И вот здесь я ему сказал, что особенно его явно обидело:

- И после этого вы еще утверждаете, что Ленин не знал, зачем он едет, хотя тоже ехали вместе с Лениным? Как все это объяснить?.. А вот деятели германской империи Вильгельма Второго, оказывается, не в пример вам - участнику этого путешествия - проявили больше исторического понимания в оценке того, что из себя представлял Ленин... и именно поэтому разрешили пропустить Ленина через территорию воюющей с Россией Германии и сделали это только потому, что рассчитывали, что появление в России, где вспыхнула уже февральская революция, такого неистового противника войны, каким был всегда Ленин, внесет смуту в России... и приведет ее к выходу из войны и тем самым даст возможность империалистической Германии взять Россию голыми руками...

- Ты долго собираешься учить меня уму разуму?! - произнес Радек.
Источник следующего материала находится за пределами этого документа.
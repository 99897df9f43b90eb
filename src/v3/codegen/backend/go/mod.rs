mod builders;
mod components;
mod operations;
mod router;
mod runtime;
mod security;
mod types;

pub use types::GoType;

use crate::error::Result;
use crate::v3::codegen::backend::{Artifact, CodegenBackend};
use crate::v3::codegen::ir::{Program, SchemaIr};
use crate::v3::codegen::sink::Sink;
use crate::{Case, Casing};

use log::debug;
use std::collections::BTreeSet;

pub const GENERATED_HEADER: &str = "// Code generated by oas3-servergen. DO NOT EDIT.";

const INDENT: &str = "\t";

/// Packages whose name differs from the last segment of their import path.
pub const IMPORT_ALIASES: &[(&str, &str)] = &[
    ("github.com/go-chi/chi/v5", "chi"),
    ("github.com/go-ozzo/ozzo-validation/v4", "validation"),
];

pub const CHI: &str = "github.com/go-chi/chi/v5";
pub const VALIDATION: &str = "github.com/go-ozzo/ozzo-validation/v4";
pub const UUID: &str = "github.com/google/uuid";
pub const COUNTRY: &str = "github.com/mikekonan/go-types/v2/country";
pub const CURRENCY: &str = "github.com/mikekonan/go-types/v2/currency";
pub const EMAIL: &str = "github.com/mikekonan/go-types/v2/email";

pub const KEYWORDS: &[&str] = &[
    "break", "case", "chan", "const", "continue", "default", "defer", "else", "fallthrough",
    "for", "func", "go", "goto", "if", "import", "interface", "map", "package", "range", "return",
    "select", "struct", "switch", "type", "var",
];

pub fn is_keyword(word: &str) -> bool {
    KEYWORDS.contains(&word)
}

pub fn fix_name_if_keyword(name: &mut String) {
    if is_keyword(name.as_str()) {
        name.push('_');
    }
}

/// Unexported identifier derived from an exported one.
pub fn format_var_name(name: &str) -> String {
    let mut name = name.to_case(Case::Camel);
    fix_name_if_keyword(&mut name);
    name
}

/// Interpreted Go string literal.
pub fn quote(s: &str) -> String {
    let mut out = String::with_capacity(s.len() + 2);
    out.push('"');
    for c in s.chars() {
        match c {
            '"' => out.push_str("\\\""),
            '\\' => out.push_str("\\\\"),
            '\n' => out.push_str("\\n"),
            '\r' => out.push_str("\\r"),
            '\t' => out.push_str("\\t"),
            c if (c as u32) < 0x20 || c == '\u{7f}' => out.push_str(&format!("\\x{:02x}", c as u32)),
            c => out.push(c),
        }
    }
    out.push('"');
    out
}

/// Raw string literal when possible, for regular expressions.
pub fn quote_pattern(pattern: &str) -> String {
    if pattern.contains('`') || pattern.contains('\r') {
        quote(pattern)
    } else {
        format!("`{pattern}`")
    }
}

pub fn comment(sink: &mut Sink, name: &str, text: Option<&str>) {
    let Some(text) = text.map(str::trim).filter(|text| !text.is_empty()) else {
        return;
    };
    let mut lines = text.lines();
    if let Some(first) = lines.next() {
        sink.line(format!("// {name} {}", first.trim()));
    }
    for line in lines {
        let line = line.trim();
        if line.is_empty() {
            sink.line("//");
        } else {
            sink.line(format!("// {line}"));
        }
    }
}

/// Per-artifact view of the program.
pub(crate) struct Context<'p> {
    pub program: &'p Program,
    /// Import path of the components package when it is not the package being written.
    pub components: Option<&'p str>,
    validated: BTreeSet<String>,
}

impl<'p> Context<'p> {
    pub fn new(program: &'p Program, components: Option<&'p str>) -> Self {
        let mut context = Self {
            program,
            components,
            validated: BTreeSet::new(),
        };
        // a component validates when one of its fields has a rule, which may
        // itself be "validate the nested component"
        loop {
            let found: Vec<String> = program
                .components
                .values()
                .filter(|component| !context.validated.contains(&component.name))
                .filter(|component| context.component_validates(component))
                .map(|component| component.name.clone())
                .collect();
            if found.is_empty() {
                break;
            }
            context.validated.extend(found);
        }
        debug!("{} components carry validators", context.validated.len());
        context
    }

    /// A component declared in the components artifact.
    pub fn component(&self, sink: &mut Sink, name: &str) -> String {
        match self.components {
            Some(path) => sink.qual(path, name),
            None => name.to_string(),
        }
    }

    pub fn has_validator(&self, name: &str) -> bool {
        self.validated.contains(name)
    }

    /// Whether values of this schema have a `Validate` method worth calling.
    pub fn validates(&self, schema: &SchemaIr) -> bool {
        match schema {
            SchemaIr::Named(name) => self.has_validator(name),
            SchemaIr::Array { element, .. } => self.validates(element),
            _ => false,
        }
    }

    pub fn resolve<'s>(&'s self, schema: &'s SchemaIr) -> &'s SchemaIr {
        self.program.resolve(schema)
    }
}

#[derive(Default)]
pub struct Codegen {
    // components declared in the router package, when both artifacts share it
    shared_declarations: Vec<(String, String)>,
}

impl CodegenBackend for Codegen {
    fn generate_components(&mut self, program: &Program) -> Result<Artifact> {
        let config = &program.config;
        let local = config
            .components_package
            .as_deref()
            .unwrap_or(&config.package);
        let mut sink = Sink::new(INDENT, Some(local), IMPORT_ALIASES);

        debug!("generating components artifact");
        Context::new(program, None).emit_components(&mut sink)?;

        self.shared_declarations = if config.components_import_path().is_none() {
            let mut declared: Vec<_> = sink
                .declared()
                .map(|(name, source)| (name.to_string(), source.to_string()))
                .collect();
            declared.sort();
            declared
        } else {
            vec![]
        };

        Ok(Artifact {
            path: config.components_file(),
            contents: render(&sink, &config.components_package_name()),
        })
    }

    fn generate_router(&mut self, program: &Program) -> Result<Artifact> {
        let config = &program.config;
        let mut sink = Sink::new(INDENT, Some(&config.package), IMPORT_ALIASES);
        for (name, source) in &self.shared_declarations {
            sink.declare(name, source)?;
        }

        debug!("generating router artifact");
        Context::new(program, config.components_import_path()).emit_router(&mut sink)?;

        Ok(Artifact {
            path: config.router_file(),
            contents: render(&sink, &config.router_package_name()),
        })
    }
}

/// Header, package clause, grouped imports and body.
fn render(sink: &Sink, package: &str) -> String {
    let mut out = format!("{GENERATED_HEADER}\n\npackage {package}\n");

    let (std, external): (Vec<_>, Vec<_>) = sink
        .imports()
        .iter()
        .partition(|(path, _)| !path.split('/').next().unwrap_or_default().contains('.'));
    if !std.is_empty() || !external.is_empty() {
        out.push_str("\nimport (\n");
        for (i, group) in [std, external].into_iter().enumerate() {
            if group.is_empty() {
                continue;
            }
            if i > 0 && !out.ends_with("(\n") {
                out.push('\n');
            }
            for (path, alias) in group {
                if path.rsplit('/').next() == Some(alias.as_str()) {
                    out.push_str(&format!("\t{}\n", quote(path)));
                } else {
                    out.push_str(&format!("\t{alias} {}\n", quote(path)));
                }
            }
        }
        out.push_str(")\n");
    }

    out.push('\n');
    out.push_str(&sink.body());
    out
}
//! Compiles OpenAPI 3 documents into Go HTTP server scaffolding.
//!
//! ```no_run
//! use oas3_servergen::{Config, FsLoader, FsWriter};
//!
//! let config = Config::new("api", "internal/api");
//! oas3_servergen::generate(config, &FsLoader, &FsWriter).unwrap();
//! ```

pub mod config;
pub mod error;
pub mod loader;
pub mod name;
pub mod v3;
pub mod writer;

pub use config::Config;
pub use convert_case::{Case, Casing};
pub use error::{Diagnostic, DiagnosticKind, Phase, Result};
pub use loader::{FsLoader, Loader};
pub use v3::codegen::backend::Artifact;
pub use v3::codegen::ir::Program;
pub use v3::codegen::Compiler;
pub use v3::Document;
pub use writer::{FsWriter, Writer};

use std::path::PathBuf;

/// Loads `config.swagger_addr`, compiles it and writes both artifacts.
pub fn generate(config: Config, loader: &dyn Loader, writer: &dyn Writer) -> Result<Vec<PathBuf>> {
    let document = loader.load(&config.swagger_addr)?;
    Compiler::new(config).compile(&document)?.render(writer)
}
- Сейчас закончу!.. И вначале, - продолжал я, - все складывалось как будто бы так, как предвидели немцы... Буржуазное временное правительство, узнав о том, что Ленин для того, чтобы вернуться в Россию пошел на то, что даже согласился проехать через воюющую с Россией Германию, - ухватились за это и попытались превратить Ленина в германского шпиона... Но гений Ленина и тут повернул все так, что привел всю страну к Великому Октябрьскому перевороту, во имя которого было свергнуто временное правительство, а затем, когда кайзеровская Германия, ликуя, считала, что Россия ей уже не противник, и начала диктовать ей - большевистской власти - свои условия, - Ленин повернул на всех фронтах дело таким образом, что сразу же развалилась вся германская империя и из страны побеждающей превратилась в страну побежденную... чем сразу же воспользовались наши знаменитые союзники, приписав всю победу только себе... А когда раскусили, что произошло в России, в то время как они пировали в честь победы над Германией, то кинулись вместе со всей белогвардейщиной на Россию. Но было уже поздно... Советская Россия к этому времени уже настолько окрепла, что вместе с белогвардейскими армиями и их разгромила и изгнала из пределов советской страны...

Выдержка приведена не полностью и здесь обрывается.